Jeferson tem o nome da mãe - Josinete - tatuado no peito. Diz que é uma homenagem. Mora com ela e mais sete sobrinhos em um barraco e lamenta as condições da família. "Eu não gosto de fazer minhas necessidades dentro de casa porque fica o mau cheiro. Prefiro usar esse 'quartinho' da comunidade. A gente enche os tonéis que ficam aí dentro e tomamos banho. Se tivesse banheiro e água na torneira, era melhor. A gente precisa carregar vários baldes por dia", queixa-se.
A pandemia do novo coronavírus colocou à prova infraestrutura de água e saneamento dos municípios. Como obedecer os protocolos sanitários se o País tem famílias sem pia nem banheiro? O vírus trouxe quatro pias para a comunidade do Pilar. Bruna Yane, 23 anos, conta que foram instaladas desde o início da pandemia. "Moro aqui há 6 anos e ninguém chegou para resolver nosso problema de água e esgoto. Nós instalamos uma privada por conta própria, mas não tem esgoto. Cansamos de usar o penico e o pombo (termo usado nas comunidades quando jogam as fezes na rua num saco)", desabafa.

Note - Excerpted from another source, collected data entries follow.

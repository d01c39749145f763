use std::path::Path;

use anyhow::Context;
use image::DynamicImage;

use crate::state::SourceImage;

static RAW_EXTS: &[&str] = &["raf", "dng", "nef", "cr2", "arw"];
static SUPPORTED_IMAGE_EXTS: &[&str] = &[
    "jpg", "jpeg", "png", "tiff", "tif", "webp", "bmp", "gif", "raf", "dng", "nef", "cr2", "arw",
];

fn has_extension(path: &Path, exts: &[&str]) -> bool {
    let Some(ext) = path.extension().map(|e| e.to_string_lossy()) else {
        return false;
    };
    exts.iter().any(|known| ext.eq_ignore_ascii_case(known))
}

pub fn is_raw_image(path: &Path) -> bool {
    has_extension(path, RAW_EXTS)
}

/// Returns `true` if the path has an extension the loader can decode.
pub fn is_supported_image(path: &Path) -> bool {
    has_extension(path, SUPPORTED_IMAGE_EXTS)
}

/// Decode `path` and publish it as an RGBA8 source.
pub fn load_source(path: &Path) -> anyhow::Result<SourceImage> {
    let img = open_image(path)?;
    let (w, h) = (img.width(), img.height());
    let source = SourceImage::new(img.into_rgba8())
        .with_context(|| format!("unusable image {}", path.display()))?;
    tracing::debug!(path = %path.display(), width = w, height = h, "image decoded");
    Ok(source)
}

/// Open an image, falling back to raw decoding for RAW extensions.
pub fn open_image(path: &Path) -> anyhow::Result<DynamicImage> {
    open_image_with_hooks(path, open_standard, develop_raw)
}

fn open_standard(path: &Path) -> anyhow::Result<DynamicImage> {
    Ok(image::open(path)?)
}

fn develop_raw(path: &Path) -> anyhow::Result<DynamicImage> {
    let raw = rawler::decode_file(path)?;
    let develop = rawler::imgop::develop::RawDevelop::default();
    let intermediate = develop.develop_intermediate(&raw)?;
    intermediate
        .to_dynamic_image()
        .ok_or_else(|| anyhow::anyhow!("raw develop produced invalid image"))
}

fn open_image_with_hooks<FStandard, FRaw>(
    path: &Path,
    open_standard: FStandard,
    open_raw: FRaw,
) -> anyhow::Result<DynamicImage>
where
    FStandard: Fn(&Path) -> anyhow::Result<DynamicImage>,
    FRaw: Fn(&Path) -> anyhow::Result<DynamicImage>,
{
    let standard_err = match open_standard(path) {
        Ok(img) => return Ok(img),
        Err(err) => err,
    };
    if !is_raw_image(path) {
        return Err(standard_err.context(format!("failed to open {}", path.display())));
    }
    open_raw(path).with_context(|| format!("raw decode failed for {}", path.display()))
}

#[cfg(test)]
mod tests {
    use std::cell::Cell;
    use std::path::Path;

    use image::{DynamicImage, ImageBuffer, Rgba};

    use super::{is_raw_image, is_supported_image, load_source, open_image_with_hooks};

    fn img(px: [u8; 4]) -> DynamicImage {
        DynamicImage::ImageRgba8(ImageBuffer::from_pixel(1, 1, Rgba(px)))
    }

    #[test]
    fn raw_falls_back_after_standard_decode_fails() {
        let raw_calls = Cell::new(0);
        let out = open_image_with_hooks(
            Path::new("/tmp/test.dng"),
            |_: &Path| anyhow::bail!("unsupported"),
            |_: &Path| {
                raw_calls.set(raw_calls.get() + 1);
                Ok(img([4, 5, 6, 255]))
            },
        )
        .expect("raw fallback should succeed");
        assert_eq!(raw_calls.get(), 1);
        assert_eq!(out.to_rgba8().get_pixel(0, 0).0, [4, 5, 6, 255]);
    }

    #[test]
    fn standard_decode_skips_raw_path() {
        let raw_calls = Cell::new(0);
        let out = open_image_with_hooks(
            Path::new("/tmp/test.nef"),
            |_: &Path| Ok(img([1, 1, 1, 255])),
            |_: &Path| {
                raw_calls.set(raw_calls.get() + 1);
                Ok(img([9, 9, 9, 255]))
            },
        )
        .unwrap();
        assert_eq!(raw_calls.get(), 0);
        assert_eq!(out.to_rgba8().get_pixel(0, 0).0, [1, 1, 1, 255]);
    }

    #[test]
    fn non_raw_failure_reports_path() {
        let raw_calls = Cell::new(0);
        let err = open_image_with_hooks(
            Path::new("/tmp/broken.png"),
            |_: &Path| anyhow::bail!("bad header"),
            |_: &Path| {
                raw_calls.set(raw_calls.get() + 1);
                Ok(img([0, 0, 0, 255]))
            },
        )
        .unwrap_err();
        assert_eq!(raw_calls.get(), 0);
        assert!(format!("{err:#}").contains("/tmp/broken.png"));
        assert!(format!("{err:#}").contains("bad header"));
    }

    #[test]
    fn extension_checks_are_case_insensitive() {
        assert!(is_raw_image(Path::new("/tmp/a.RAF")));
        assert!(!is_raw_image(Path::new("/tmp/a.jpg")));
        assert!(is_supported_image(Path::new("/tmp/a.JPEG")));
        assert!(!is_supported_image(Path::new("/tmp/a.txt")));
        assert!(!is_supported_image(Path::new("/tmp/noext")));
    }

    #[test]
    fn load_source_decodes_png_to_rgba() {
        let dir = std::env::temp_dir().join(format!("photo-cutter-loader-{}", std::process::id()));
        std::fs::create_dir_all(&dir).unwrap();
        let path = dir.join("fixture.png");
        let fixture = ImageBuffer::from_fn(6, 4, |x, y| Rgba([x as u8 * 10, y as u8 * 10, 0, 255]));
        fixture.save(&path).unwrap();

        let source = load_source(&path).unwrap();
        assert_eq!((source.width(), source.height()), (6, 4));
        assert_eq!(source.as_raw(), fixture.as_raw());

        let _ = std::fs::remove_dir_all(&dir);
    }
}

Questionada sobre a população do Pilar, a Compesa informou que "o projeto para implantação do sistema de esgotamento sanitário da área já está pronto e as obras devem ser realizadas entre 2021 e 2023, como parte integrante do Programa Cidade Saneada, desde que a localidade possua uma infraestrutura básica mínima para que a Compesa possa operar a rede coletora de esgoto. Com relação ao abastecimento de água, a Compesa informa que a área possui rede de distribuição, sendo abastecida todos os dias", afirma, em nota.